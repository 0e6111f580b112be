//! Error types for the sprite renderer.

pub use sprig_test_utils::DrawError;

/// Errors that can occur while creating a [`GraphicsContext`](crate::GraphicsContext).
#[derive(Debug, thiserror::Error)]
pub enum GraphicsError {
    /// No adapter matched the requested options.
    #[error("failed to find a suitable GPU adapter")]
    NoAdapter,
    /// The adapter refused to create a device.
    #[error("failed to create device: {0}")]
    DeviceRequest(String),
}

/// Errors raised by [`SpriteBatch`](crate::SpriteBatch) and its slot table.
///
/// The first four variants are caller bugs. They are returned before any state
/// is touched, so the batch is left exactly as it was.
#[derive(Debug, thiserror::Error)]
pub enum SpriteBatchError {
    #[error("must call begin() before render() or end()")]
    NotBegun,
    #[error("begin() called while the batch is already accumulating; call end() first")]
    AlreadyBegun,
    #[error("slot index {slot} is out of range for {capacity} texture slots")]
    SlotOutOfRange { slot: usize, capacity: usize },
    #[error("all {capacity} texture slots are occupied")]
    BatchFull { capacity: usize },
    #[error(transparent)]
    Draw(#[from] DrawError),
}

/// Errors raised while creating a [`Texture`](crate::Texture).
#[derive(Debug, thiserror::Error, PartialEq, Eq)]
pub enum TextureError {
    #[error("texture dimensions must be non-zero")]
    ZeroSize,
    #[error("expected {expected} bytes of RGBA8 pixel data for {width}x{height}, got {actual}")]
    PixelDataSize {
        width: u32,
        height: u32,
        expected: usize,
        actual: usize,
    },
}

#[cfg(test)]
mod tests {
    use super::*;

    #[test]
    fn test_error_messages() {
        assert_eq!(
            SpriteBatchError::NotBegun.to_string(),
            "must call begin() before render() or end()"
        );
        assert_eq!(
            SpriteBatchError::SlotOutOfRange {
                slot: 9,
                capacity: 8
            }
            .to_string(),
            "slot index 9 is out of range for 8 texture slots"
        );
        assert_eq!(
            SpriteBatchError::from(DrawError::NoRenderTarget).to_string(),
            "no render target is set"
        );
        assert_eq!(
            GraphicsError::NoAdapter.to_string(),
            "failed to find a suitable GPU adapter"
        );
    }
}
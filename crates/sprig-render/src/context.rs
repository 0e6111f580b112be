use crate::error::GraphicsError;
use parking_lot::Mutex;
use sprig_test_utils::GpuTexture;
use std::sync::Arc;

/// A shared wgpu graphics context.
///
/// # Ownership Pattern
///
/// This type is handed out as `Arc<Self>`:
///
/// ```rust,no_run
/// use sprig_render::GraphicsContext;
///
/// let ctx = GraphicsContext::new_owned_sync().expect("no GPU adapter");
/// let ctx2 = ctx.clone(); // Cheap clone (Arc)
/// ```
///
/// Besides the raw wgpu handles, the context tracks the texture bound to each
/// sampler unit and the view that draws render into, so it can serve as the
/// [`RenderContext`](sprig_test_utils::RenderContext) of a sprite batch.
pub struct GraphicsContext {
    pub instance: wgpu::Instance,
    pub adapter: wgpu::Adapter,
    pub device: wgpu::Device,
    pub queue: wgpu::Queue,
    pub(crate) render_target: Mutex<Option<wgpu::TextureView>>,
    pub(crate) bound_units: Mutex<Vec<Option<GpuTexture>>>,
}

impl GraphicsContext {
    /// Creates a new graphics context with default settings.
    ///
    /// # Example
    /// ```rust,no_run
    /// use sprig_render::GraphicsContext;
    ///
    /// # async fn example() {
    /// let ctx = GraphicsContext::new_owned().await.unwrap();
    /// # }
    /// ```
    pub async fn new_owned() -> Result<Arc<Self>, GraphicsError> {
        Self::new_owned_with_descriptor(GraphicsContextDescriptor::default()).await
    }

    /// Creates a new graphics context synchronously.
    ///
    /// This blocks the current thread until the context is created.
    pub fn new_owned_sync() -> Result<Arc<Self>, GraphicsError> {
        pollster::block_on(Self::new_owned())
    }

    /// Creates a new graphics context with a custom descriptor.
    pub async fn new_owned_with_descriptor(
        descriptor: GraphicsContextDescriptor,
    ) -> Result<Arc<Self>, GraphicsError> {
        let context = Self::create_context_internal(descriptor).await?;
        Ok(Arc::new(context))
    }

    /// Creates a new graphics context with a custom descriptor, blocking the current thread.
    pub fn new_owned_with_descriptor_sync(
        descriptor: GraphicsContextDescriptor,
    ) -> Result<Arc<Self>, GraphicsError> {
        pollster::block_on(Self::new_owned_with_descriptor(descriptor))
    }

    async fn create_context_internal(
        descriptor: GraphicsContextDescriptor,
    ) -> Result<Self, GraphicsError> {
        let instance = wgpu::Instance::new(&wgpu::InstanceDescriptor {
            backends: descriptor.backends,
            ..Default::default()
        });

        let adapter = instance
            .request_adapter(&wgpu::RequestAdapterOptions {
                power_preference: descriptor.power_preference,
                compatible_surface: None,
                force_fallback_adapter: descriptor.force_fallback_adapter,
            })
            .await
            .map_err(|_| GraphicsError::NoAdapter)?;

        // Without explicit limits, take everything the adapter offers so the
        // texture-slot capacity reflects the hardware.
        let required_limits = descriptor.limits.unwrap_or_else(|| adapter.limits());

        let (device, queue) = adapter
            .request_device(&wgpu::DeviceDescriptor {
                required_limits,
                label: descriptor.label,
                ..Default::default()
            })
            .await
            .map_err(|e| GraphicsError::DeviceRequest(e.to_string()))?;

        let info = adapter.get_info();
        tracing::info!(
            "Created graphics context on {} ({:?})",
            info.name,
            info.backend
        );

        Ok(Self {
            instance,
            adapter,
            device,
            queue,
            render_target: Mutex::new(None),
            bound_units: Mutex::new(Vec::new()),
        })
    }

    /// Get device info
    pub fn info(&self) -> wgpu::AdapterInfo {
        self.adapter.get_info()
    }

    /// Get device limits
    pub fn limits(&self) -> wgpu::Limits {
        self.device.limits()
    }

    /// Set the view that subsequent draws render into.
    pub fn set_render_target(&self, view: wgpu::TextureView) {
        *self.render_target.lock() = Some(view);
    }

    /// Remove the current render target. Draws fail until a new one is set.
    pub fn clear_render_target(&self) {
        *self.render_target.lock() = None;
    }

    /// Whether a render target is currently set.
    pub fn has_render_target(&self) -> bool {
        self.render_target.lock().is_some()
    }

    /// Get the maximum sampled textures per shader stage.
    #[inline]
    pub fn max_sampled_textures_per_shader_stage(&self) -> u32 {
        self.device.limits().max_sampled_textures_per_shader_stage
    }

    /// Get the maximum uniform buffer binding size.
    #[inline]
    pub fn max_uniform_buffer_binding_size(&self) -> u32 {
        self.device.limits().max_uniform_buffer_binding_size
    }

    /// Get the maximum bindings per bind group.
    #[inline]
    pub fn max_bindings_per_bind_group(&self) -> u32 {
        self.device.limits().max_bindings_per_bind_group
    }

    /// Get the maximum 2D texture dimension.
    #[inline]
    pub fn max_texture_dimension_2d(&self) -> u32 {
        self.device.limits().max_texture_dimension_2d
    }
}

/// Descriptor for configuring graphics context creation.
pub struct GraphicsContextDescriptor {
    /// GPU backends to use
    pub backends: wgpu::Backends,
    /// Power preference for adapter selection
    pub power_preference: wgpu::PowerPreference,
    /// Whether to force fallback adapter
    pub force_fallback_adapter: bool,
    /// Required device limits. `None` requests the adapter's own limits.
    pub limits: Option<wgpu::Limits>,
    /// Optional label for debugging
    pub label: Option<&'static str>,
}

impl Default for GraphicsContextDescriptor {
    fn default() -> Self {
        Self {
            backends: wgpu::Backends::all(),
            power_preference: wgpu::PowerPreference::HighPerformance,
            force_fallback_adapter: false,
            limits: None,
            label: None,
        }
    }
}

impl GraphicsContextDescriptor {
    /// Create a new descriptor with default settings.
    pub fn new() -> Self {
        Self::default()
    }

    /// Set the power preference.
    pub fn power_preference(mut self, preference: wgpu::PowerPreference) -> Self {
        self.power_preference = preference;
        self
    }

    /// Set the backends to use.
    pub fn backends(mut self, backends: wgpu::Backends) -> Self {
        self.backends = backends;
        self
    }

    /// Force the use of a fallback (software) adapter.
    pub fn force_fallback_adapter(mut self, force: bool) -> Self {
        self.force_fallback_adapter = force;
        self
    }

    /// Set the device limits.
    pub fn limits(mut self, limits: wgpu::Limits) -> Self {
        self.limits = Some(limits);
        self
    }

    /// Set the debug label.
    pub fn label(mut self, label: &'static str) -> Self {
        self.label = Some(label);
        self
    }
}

■ ■ ■ ■ ■

**Work to be completed**
What lines hold the string "slots"? Pick them out of the data.

**Problem solution**
    #[error("slot index {slot} is out of range for {capacity} texture slots")]
    #[error("all {capacity} texture slots are occupied")]
            "slot index 9 is out of range for 8 texture slots"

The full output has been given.